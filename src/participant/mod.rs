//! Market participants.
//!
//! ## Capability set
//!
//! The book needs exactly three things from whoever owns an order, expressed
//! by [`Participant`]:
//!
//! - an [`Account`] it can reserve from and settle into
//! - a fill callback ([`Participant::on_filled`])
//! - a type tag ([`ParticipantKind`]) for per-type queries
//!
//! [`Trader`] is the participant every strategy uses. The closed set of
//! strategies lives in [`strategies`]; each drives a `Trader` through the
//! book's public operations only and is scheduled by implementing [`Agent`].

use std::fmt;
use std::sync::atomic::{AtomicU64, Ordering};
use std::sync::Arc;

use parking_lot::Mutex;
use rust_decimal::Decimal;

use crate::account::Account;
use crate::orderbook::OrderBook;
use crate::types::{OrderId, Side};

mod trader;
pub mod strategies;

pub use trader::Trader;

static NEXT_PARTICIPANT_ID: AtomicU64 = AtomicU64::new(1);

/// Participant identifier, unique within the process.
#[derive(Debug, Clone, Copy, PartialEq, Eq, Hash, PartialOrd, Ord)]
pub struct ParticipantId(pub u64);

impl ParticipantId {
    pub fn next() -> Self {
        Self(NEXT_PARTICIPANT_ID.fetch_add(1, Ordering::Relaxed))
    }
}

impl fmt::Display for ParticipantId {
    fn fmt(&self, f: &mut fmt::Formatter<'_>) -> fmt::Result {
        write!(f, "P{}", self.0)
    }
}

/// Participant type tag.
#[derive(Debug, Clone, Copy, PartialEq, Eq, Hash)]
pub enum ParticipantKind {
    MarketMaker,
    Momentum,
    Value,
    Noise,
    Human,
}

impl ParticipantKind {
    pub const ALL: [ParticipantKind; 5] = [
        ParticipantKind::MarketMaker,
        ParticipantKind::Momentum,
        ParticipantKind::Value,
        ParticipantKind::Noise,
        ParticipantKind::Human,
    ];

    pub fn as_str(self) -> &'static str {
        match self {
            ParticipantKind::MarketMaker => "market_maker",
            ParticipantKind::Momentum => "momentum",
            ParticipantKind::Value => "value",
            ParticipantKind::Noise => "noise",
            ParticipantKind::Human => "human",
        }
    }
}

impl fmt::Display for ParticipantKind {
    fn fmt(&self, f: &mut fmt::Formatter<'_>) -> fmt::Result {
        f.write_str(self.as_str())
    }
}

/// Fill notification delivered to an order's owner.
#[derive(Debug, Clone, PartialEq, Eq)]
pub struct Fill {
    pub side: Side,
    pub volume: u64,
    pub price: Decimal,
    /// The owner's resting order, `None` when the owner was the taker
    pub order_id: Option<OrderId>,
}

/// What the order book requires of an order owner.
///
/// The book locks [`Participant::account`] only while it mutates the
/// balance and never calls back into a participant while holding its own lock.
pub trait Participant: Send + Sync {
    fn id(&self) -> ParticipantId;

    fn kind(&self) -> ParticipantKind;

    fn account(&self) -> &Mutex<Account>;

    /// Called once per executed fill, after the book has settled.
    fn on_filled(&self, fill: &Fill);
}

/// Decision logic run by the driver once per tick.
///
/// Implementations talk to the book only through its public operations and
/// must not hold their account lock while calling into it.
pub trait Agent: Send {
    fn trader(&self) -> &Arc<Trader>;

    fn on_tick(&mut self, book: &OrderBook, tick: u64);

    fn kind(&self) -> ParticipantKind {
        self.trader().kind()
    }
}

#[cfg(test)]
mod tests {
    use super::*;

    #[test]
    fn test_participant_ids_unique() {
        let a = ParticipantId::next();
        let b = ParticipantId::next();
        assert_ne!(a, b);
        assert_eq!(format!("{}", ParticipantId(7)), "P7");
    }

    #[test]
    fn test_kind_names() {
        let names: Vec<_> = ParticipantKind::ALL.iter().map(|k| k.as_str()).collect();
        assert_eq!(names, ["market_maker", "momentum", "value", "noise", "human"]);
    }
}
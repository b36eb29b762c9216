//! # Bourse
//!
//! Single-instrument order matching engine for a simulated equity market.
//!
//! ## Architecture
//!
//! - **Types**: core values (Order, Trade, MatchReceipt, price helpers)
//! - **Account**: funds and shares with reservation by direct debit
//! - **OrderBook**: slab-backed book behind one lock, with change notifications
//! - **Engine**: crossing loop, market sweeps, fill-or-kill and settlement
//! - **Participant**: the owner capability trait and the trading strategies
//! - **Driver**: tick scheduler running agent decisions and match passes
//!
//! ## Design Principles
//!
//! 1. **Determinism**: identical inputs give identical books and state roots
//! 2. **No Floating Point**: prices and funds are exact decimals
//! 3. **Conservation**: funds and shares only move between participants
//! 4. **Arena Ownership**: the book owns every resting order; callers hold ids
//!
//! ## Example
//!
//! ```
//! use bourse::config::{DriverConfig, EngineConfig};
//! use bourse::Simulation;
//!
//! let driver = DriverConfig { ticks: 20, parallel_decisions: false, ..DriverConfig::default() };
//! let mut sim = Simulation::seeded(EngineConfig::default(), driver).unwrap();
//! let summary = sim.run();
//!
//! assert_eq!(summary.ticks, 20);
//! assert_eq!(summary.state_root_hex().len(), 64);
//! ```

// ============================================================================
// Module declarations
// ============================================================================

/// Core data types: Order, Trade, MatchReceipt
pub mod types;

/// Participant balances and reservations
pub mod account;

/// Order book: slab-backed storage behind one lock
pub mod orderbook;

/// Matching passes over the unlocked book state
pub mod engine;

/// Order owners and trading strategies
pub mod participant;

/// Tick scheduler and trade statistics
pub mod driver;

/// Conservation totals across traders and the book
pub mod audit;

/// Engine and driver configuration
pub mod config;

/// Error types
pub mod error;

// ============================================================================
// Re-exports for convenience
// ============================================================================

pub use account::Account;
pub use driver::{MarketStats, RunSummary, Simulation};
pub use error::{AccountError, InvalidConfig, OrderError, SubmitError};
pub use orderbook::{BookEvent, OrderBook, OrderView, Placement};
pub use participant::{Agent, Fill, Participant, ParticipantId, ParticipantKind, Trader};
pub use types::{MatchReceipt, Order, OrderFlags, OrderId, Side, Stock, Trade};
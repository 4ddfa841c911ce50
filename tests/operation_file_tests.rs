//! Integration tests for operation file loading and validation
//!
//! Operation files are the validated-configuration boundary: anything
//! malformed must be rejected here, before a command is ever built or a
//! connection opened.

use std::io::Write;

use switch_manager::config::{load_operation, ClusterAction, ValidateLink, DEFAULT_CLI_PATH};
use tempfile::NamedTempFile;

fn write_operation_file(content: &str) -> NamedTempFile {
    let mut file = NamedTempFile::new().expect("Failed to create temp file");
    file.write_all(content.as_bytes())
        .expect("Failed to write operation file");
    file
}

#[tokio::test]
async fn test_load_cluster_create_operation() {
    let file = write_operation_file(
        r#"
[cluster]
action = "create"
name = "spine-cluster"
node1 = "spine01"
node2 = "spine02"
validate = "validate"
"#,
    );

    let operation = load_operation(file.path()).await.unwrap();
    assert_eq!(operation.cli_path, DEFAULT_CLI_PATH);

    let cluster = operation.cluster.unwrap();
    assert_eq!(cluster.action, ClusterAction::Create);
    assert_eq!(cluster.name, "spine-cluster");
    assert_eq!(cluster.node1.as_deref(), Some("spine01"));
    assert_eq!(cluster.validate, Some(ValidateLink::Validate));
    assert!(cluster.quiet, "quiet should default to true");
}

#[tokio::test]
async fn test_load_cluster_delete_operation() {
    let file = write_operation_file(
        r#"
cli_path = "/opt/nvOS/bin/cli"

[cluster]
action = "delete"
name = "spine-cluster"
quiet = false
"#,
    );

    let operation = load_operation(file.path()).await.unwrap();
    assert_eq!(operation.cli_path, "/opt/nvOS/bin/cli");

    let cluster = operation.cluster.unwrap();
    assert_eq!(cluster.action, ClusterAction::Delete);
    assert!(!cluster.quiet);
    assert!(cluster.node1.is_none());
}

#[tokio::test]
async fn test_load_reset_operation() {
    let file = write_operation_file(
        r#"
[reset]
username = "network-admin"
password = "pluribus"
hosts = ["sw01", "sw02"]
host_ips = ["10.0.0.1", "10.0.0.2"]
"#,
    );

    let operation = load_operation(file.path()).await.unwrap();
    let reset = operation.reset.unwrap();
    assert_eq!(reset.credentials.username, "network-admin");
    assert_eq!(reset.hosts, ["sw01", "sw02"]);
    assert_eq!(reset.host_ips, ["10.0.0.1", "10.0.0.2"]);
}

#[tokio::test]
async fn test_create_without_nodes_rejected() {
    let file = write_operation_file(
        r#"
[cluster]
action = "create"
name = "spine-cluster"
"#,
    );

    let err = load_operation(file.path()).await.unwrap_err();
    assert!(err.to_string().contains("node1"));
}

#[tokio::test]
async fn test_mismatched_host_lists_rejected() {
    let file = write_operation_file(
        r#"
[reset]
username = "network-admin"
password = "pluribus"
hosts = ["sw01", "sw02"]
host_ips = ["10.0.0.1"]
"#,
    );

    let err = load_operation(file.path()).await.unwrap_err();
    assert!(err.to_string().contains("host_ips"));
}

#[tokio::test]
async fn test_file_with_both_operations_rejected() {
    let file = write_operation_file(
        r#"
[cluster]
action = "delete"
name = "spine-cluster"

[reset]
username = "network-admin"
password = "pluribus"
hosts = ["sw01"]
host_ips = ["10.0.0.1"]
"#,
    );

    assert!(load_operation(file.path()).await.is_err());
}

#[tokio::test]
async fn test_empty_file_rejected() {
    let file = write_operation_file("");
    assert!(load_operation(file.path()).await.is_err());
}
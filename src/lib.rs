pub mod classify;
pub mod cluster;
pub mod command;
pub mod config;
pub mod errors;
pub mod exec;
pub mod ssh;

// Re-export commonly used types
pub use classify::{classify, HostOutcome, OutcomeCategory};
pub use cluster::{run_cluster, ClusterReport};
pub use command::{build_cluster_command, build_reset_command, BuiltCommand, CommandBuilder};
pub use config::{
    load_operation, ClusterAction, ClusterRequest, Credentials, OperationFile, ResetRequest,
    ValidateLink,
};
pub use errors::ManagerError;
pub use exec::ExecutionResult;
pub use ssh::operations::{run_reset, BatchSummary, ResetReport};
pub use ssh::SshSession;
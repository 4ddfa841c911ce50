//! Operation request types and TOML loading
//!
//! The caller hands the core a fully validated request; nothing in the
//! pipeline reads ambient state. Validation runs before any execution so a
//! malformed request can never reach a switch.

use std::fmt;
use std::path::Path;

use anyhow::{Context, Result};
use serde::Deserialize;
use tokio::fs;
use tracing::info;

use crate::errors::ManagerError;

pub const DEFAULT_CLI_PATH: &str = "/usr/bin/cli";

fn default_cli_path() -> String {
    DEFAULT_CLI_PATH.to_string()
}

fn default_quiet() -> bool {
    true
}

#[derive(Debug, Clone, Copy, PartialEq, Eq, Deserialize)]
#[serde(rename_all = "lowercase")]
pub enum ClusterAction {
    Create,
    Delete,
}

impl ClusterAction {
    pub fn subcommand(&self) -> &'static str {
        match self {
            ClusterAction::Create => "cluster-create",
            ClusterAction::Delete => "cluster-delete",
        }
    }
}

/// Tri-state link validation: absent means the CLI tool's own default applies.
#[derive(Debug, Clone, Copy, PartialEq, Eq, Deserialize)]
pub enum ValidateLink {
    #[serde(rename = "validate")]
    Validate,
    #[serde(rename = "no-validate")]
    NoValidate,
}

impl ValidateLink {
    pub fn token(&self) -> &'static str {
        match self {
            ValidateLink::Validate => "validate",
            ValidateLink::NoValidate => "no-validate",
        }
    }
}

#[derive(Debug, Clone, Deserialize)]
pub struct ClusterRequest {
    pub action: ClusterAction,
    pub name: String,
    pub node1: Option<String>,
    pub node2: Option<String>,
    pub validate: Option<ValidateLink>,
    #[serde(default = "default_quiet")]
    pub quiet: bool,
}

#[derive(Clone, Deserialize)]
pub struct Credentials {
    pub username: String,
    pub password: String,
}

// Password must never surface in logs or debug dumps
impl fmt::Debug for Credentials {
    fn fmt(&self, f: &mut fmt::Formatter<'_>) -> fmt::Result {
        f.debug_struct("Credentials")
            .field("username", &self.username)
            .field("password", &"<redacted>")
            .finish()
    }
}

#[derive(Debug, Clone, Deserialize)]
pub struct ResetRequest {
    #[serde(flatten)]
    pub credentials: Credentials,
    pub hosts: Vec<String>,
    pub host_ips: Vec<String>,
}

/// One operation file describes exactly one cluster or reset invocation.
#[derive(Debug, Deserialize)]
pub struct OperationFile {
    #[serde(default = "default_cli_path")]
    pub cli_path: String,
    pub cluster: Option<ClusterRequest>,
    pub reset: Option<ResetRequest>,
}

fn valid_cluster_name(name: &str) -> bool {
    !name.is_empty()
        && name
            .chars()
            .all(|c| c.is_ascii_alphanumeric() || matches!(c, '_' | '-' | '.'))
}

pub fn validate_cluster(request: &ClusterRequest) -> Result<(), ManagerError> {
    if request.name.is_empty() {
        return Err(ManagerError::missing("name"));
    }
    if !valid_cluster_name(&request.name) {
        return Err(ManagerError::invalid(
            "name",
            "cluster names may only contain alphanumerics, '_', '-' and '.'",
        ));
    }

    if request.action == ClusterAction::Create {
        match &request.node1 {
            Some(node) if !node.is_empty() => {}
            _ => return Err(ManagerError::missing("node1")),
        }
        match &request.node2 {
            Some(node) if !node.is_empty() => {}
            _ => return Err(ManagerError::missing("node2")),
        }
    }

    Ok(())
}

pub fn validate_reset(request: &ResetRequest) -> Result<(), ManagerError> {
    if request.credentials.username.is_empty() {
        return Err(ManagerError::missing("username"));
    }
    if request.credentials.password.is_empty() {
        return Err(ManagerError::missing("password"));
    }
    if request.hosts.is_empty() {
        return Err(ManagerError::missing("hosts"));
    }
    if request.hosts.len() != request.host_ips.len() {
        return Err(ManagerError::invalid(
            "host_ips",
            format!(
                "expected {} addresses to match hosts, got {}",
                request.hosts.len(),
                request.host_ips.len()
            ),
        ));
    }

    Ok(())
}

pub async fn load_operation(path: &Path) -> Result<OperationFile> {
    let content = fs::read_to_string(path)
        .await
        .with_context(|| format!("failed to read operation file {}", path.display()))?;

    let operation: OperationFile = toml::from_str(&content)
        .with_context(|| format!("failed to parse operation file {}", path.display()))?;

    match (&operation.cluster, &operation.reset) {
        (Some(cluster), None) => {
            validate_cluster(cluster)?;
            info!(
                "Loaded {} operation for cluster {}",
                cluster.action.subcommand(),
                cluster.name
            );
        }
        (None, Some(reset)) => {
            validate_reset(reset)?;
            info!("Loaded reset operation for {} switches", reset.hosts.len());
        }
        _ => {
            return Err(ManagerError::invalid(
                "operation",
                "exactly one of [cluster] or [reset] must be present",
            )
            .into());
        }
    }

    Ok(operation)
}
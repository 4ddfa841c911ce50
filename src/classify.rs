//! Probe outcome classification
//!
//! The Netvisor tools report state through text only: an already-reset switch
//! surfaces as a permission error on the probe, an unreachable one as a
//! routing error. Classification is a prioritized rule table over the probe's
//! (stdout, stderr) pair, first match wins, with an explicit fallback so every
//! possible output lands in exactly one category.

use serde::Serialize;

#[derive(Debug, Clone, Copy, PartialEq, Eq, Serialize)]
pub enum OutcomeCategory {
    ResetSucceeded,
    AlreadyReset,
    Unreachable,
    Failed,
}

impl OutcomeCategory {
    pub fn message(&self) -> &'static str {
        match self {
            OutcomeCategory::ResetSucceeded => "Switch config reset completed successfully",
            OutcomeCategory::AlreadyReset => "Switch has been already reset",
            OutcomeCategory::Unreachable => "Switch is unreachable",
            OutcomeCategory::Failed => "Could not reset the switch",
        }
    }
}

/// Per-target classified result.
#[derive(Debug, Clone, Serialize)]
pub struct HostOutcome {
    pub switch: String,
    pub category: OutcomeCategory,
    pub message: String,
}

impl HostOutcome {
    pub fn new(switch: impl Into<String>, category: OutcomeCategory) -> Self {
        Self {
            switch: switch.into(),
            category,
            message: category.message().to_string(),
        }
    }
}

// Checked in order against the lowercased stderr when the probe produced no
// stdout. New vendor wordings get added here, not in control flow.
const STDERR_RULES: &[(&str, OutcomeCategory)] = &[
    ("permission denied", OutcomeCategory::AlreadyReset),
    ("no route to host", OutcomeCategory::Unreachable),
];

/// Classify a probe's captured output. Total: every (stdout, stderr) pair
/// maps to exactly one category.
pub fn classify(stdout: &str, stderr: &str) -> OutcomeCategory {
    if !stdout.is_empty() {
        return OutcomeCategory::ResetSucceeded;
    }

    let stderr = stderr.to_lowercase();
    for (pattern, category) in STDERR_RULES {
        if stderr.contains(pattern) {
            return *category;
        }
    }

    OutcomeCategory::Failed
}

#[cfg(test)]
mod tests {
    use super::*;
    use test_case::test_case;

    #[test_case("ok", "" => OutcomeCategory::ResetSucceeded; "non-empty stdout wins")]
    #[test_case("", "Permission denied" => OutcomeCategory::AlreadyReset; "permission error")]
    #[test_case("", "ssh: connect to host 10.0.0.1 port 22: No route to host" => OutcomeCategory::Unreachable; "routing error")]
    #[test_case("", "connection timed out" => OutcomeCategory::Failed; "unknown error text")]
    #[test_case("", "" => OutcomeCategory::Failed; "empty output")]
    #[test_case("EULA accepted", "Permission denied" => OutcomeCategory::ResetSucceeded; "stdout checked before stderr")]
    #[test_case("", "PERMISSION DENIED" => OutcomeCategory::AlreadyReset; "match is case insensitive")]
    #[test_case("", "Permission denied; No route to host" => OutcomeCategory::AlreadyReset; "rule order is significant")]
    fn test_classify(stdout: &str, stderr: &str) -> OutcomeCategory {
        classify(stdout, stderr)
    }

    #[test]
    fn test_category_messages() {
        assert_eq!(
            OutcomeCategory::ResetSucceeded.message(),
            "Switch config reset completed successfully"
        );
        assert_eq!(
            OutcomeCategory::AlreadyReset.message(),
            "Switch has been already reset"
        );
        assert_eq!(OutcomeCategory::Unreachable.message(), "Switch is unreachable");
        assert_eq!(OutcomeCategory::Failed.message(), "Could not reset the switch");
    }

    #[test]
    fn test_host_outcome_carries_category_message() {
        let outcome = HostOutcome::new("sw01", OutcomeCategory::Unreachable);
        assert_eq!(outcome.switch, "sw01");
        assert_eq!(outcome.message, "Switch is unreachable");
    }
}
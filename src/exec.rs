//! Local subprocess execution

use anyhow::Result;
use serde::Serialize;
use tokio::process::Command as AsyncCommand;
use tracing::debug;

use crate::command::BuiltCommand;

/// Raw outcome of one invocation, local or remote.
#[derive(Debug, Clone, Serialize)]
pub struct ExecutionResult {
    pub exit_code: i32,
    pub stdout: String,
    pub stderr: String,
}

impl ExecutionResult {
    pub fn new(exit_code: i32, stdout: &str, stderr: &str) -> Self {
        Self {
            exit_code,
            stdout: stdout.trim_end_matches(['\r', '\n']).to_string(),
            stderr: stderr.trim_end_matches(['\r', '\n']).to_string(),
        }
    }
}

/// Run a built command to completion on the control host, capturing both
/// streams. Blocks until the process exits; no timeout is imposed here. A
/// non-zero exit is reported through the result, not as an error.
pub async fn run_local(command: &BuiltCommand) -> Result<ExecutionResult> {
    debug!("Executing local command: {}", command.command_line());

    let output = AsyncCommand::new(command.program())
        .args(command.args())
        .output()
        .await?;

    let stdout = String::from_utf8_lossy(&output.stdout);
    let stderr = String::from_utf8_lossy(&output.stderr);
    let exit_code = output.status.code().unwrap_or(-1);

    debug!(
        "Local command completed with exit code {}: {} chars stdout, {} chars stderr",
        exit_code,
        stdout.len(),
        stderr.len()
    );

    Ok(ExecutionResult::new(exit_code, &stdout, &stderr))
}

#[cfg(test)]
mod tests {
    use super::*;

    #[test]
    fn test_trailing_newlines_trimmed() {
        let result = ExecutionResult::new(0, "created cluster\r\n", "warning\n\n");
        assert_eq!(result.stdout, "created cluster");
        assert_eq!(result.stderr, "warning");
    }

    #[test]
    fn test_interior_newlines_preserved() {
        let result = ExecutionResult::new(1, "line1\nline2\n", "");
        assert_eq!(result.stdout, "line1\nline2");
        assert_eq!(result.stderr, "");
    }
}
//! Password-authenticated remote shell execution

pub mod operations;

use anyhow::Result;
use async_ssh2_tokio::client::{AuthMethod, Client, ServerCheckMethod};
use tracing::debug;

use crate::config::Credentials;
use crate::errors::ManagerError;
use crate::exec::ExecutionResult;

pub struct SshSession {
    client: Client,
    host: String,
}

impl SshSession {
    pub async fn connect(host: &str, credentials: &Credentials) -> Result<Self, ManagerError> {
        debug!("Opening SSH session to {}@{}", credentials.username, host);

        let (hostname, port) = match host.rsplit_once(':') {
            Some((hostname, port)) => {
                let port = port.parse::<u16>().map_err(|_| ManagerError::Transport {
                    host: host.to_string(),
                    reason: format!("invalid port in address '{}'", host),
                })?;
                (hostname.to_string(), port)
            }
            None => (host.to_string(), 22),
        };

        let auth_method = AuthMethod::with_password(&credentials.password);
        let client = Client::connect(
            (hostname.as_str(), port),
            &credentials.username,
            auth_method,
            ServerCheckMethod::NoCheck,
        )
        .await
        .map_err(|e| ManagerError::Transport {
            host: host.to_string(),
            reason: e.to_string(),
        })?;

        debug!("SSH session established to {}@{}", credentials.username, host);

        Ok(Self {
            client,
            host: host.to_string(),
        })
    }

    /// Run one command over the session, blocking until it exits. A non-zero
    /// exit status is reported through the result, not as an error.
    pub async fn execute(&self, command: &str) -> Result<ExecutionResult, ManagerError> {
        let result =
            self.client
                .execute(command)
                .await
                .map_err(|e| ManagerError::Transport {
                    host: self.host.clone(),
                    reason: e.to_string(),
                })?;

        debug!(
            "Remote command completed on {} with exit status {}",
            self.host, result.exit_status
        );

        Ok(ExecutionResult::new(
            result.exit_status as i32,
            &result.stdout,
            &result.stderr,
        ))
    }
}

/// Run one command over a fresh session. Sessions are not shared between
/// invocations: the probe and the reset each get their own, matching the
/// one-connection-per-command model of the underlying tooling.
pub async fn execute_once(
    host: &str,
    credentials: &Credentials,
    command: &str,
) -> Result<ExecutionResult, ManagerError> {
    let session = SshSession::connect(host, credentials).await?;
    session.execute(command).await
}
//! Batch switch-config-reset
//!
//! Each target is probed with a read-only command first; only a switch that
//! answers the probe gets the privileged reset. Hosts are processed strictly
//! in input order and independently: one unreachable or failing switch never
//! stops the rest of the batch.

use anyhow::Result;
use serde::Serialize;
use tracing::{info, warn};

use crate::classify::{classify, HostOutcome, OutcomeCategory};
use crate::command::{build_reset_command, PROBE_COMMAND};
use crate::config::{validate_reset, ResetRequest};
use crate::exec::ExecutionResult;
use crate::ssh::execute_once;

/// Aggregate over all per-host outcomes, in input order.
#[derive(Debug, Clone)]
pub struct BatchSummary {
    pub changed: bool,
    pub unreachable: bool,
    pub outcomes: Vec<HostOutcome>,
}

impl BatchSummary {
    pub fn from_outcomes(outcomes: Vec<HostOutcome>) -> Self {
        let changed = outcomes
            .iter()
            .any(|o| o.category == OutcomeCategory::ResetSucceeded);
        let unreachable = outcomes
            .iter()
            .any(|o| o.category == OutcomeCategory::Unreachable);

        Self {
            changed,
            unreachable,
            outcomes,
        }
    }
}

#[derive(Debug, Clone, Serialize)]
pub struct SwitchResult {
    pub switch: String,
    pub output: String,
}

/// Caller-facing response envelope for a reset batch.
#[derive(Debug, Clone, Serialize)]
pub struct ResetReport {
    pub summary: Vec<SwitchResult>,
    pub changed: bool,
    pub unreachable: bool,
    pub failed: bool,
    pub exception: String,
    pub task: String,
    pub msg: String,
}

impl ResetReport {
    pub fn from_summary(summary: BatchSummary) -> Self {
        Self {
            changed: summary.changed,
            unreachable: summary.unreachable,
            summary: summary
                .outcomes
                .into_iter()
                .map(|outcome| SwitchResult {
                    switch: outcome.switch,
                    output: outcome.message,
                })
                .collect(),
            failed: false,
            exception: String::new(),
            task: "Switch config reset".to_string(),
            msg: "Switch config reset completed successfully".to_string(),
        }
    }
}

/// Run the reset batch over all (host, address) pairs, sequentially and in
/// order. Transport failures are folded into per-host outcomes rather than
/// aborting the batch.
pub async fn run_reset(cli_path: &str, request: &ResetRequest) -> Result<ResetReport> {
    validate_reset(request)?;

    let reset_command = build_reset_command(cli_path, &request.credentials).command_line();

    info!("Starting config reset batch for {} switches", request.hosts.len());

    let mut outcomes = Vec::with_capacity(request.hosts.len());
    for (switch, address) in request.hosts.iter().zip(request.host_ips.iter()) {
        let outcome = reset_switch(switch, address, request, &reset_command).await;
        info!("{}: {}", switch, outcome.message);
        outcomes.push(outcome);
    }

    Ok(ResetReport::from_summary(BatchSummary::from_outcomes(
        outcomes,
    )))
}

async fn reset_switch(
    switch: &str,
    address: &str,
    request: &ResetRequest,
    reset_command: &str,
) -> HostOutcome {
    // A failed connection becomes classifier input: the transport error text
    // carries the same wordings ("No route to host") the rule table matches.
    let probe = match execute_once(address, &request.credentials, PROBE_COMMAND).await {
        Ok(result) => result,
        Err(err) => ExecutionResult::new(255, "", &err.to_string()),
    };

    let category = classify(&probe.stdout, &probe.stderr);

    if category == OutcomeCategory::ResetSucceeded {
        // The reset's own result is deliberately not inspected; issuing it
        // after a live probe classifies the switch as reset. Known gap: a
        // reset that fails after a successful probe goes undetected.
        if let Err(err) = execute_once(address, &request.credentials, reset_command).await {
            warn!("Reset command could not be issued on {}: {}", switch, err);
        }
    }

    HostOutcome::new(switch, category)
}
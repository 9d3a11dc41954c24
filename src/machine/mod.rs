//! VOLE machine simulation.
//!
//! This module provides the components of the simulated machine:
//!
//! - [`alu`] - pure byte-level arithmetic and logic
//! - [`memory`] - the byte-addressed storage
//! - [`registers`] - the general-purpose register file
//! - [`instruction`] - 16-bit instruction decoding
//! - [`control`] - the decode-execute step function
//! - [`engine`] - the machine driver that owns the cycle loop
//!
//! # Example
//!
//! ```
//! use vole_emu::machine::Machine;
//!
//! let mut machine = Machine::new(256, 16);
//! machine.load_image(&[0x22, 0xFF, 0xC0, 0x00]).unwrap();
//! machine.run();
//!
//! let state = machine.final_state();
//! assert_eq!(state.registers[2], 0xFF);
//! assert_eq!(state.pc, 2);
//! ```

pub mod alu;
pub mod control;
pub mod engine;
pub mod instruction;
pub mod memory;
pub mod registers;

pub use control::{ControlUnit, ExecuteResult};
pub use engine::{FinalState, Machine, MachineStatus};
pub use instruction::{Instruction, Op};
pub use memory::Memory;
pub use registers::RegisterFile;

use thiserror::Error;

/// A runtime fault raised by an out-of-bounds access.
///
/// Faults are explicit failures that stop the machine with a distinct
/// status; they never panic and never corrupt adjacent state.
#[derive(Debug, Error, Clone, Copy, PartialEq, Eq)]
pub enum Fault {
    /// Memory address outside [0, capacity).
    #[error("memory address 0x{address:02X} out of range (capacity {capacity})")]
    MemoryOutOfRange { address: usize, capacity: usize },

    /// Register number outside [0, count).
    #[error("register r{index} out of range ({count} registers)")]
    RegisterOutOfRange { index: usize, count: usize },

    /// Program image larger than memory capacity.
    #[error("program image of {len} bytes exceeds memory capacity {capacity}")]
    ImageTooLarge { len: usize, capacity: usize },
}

_Exercise description_
Gather each line from the entries above that includes the word "between".

_Answer_
//! 3. **Conservation**: funds and shares only move between participants
/// Run one command over a fresh session. Sessions are not shared between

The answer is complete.